### Information provided

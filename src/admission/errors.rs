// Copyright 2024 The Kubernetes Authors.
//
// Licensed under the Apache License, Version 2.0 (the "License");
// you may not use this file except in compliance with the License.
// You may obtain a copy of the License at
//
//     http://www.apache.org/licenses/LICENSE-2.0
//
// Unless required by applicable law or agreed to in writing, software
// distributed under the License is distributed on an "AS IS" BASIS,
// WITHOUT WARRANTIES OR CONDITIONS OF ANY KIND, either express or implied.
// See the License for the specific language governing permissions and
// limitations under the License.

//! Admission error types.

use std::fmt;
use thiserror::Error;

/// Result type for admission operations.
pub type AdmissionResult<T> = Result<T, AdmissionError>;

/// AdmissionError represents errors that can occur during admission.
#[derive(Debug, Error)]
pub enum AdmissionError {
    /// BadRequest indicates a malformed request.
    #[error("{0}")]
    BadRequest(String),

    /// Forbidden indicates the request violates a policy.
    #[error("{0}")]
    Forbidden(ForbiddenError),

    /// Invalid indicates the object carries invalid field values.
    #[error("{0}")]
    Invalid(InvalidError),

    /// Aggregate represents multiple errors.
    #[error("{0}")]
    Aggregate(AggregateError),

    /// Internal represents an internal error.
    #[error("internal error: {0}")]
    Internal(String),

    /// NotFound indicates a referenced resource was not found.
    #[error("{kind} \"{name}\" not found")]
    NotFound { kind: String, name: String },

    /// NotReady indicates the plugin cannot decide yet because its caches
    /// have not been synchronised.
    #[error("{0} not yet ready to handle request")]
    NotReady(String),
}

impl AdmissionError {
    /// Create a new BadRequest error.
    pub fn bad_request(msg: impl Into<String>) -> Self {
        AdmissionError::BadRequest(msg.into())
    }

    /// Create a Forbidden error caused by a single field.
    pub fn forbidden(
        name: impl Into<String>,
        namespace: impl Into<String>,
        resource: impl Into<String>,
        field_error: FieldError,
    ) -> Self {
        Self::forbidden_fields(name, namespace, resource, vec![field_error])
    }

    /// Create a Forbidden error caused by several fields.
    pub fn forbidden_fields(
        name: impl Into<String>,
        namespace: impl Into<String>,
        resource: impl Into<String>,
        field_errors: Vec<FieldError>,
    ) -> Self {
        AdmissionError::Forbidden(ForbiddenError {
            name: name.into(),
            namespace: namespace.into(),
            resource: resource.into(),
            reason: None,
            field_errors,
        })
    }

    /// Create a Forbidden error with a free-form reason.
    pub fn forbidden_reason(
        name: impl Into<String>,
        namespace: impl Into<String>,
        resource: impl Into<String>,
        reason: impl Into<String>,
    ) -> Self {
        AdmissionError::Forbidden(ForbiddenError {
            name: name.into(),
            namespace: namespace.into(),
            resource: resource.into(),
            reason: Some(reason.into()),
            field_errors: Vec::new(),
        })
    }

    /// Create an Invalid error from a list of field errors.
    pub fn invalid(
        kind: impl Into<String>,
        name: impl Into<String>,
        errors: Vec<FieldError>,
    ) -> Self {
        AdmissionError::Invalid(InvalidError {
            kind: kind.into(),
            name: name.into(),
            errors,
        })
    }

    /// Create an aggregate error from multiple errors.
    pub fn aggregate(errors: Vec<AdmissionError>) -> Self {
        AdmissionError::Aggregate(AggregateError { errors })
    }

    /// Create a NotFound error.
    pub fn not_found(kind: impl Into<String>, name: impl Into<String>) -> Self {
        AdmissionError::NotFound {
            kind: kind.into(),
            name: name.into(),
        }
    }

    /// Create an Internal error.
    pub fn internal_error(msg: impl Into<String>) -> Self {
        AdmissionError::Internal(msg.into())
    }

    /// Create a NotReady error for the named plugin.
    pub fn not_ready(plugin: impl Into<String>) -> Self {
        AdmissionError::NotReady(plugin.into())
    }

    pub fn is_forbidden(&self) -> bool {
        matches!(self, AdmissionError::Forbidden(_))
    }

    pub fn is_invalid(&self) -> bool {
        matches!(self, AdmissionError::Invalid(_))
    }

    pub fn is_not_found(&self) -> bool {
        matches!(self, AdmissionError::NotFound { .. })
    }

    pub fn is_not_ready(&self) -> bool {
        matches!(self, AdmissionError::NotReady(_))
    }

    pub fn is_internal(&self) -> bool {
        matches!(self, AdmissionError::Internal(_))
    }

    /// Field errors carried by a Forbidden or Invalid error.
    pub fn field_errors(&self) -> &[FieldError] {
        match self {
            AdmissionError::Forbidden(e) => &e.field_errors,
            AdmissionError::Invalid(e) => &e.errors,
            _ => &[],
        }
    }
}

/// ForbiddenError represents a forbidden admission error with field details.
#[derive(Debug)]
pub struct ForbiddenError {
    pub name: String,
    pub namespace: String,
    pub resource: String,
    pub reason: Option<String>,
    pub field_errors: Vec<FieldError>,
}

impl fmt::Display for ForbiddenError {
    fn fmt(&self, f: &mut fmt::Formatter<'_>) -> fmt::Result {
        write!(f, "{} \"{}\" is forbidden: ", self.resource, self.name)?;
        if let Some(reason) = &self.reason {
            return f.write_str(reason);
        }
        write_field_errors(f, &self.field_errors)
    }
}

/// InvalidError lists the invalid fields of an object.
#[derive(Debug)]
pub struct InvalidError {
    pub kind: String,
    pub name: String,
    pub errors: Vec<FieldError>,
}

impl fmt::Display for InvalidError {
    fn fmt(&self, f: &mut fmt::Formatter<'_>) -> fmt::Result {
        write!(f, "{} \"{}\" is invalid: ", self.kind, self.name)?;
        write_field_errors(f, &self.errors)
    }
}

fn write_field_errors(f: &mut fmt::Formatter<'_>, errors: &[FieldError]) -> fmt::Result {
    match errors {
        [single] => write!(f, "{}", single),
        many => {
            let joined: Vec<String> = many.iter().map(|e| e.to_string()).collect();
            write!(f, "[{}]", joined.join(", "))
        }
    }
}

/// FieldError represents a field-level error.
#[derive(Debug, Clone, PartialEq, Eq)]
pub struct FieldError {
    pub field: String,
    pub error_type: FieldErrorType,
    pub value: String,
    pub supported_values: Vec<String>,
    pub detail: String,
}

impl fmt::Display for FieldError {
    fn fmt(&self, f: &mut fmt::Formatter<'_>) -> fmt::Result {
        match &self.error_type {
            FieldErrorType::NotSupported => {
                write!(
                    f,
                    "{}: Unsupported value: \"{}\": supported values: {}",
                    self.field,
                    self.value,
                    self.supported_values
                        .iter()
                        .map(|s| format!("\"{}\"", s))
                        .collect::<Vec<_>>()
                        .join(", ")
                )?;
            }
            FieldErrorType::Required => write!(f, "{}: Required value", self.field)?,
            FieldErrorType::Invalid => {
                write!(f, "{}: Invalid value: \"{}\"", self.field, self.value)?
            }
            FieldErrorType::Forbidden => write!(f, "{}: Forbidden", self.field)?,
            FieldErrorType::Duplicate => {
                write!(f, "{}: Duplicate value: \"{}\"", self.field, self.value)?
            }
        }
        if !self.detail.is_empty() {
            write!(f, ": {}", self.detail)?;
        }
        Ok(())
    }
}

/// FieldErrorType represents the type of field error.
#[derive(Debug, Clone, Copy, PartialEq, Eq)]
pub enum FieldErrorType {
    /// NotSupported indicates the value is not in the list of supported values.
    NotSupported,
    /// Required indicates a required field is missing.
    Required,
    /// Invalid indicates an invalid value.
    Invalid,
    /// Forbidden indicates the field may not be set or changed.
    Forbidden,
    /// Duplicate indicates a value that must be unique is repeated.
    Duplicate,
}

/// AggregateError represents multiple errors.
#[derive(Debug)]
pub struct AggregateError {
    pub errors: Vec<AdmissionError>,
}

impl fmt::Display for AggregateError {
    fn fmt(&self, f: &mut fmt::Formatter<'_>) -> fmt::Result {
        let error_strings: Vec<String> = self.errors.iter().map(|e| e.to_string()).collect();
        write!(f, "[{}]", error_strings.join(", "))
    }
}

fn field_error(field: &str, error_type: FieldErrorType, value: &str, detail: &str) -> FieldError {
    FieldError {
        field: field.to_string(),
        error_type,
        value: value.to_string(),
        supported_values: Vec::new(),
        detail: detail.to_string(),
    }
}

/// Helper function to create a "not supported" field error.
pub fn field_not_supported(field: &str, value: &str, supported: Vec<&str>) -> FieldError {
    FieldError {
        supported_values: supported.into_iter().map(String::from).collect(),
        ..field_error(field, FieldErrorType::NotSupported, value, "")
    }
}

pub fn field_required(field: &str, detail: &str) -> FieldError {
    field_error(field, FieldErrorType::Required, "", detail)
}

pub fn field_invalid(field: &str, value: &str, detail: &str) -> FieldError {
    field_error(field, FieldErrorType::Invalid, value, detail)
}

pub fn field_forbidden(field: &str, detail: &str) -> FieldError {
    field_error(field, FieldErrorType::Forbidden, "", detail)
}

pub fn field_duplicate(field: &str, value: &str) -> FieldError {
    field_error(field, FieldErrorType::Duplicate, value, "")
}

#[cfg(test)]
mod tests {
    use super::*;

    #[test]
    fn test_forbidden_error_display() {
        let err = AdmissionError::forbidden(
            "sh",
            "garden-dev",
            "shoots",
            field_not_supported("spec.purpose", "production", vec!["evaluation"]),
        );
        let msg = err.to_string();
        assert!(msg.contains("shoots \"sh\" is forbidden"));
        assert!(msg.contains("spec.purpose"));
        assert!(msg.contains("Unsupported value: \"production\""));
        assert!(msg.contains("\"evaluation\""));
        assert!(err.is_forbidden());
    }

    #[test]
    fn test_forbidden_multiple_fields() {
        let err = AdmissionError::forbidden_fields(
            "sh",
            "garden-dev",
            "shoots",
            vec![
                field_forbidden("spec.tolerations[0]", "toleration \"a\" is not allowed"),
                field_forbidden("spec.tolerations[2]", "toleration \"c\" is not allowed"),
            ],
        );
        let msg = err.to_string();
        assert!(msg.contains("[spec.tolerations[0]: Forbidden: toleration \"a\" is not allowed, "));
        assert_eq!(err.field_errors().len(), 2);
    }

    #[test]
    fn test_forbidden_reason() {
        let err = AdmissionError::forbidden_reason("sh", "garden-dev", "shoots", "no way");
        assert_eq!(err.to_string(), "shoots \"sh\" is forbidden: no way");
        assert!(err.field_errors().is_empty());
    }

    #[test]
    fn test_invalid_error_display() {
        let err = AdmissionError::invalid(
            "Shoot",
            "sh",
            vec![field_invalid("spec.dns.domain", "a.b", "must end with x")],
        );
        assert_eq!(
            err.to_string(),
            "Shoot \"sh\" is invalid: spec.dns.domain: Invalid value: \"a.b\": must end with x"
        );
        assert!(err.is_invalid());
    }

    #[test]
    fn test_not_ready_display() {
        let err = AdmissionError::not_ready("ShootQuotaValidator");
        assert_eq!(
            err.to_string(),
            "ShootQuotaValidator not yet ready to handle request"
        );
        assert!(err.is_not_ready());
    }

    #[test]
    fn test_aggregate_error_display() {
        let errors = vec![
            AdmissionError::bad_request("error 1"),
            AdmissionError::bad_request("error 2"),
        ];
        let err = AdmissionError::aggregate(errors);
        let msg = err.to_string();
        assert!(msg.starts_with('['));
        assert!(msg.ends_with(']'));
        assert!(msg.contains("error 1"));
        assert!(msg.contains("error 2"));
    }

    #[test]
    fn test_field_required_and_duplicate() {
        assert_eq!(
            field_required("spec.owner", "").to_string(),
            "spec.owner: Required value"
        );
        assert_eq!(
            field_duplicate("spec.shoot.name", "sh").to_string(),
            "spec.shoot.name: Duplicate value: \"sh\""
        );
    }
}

### Exercise
Only the lines from the first line of the material above through the line that contains "distributed under the" should be quoted, each one exactly.

### Result of this task
filename src/admission/errors.rs
// Copyright 2024 The Kubernetes Authors.
//
// Licensed under the Apache License, Version 2.0 (the "License");
// you may not use this file except in compliance with the License.
// You may obtain a copy of the License at
//
//     http://www.apache.org/licenses/LICENSE-2.0
//
// Unless required by applicable law or agreed to in writing, software
// distributed under the License is distributed on an "AS IS" BASIS,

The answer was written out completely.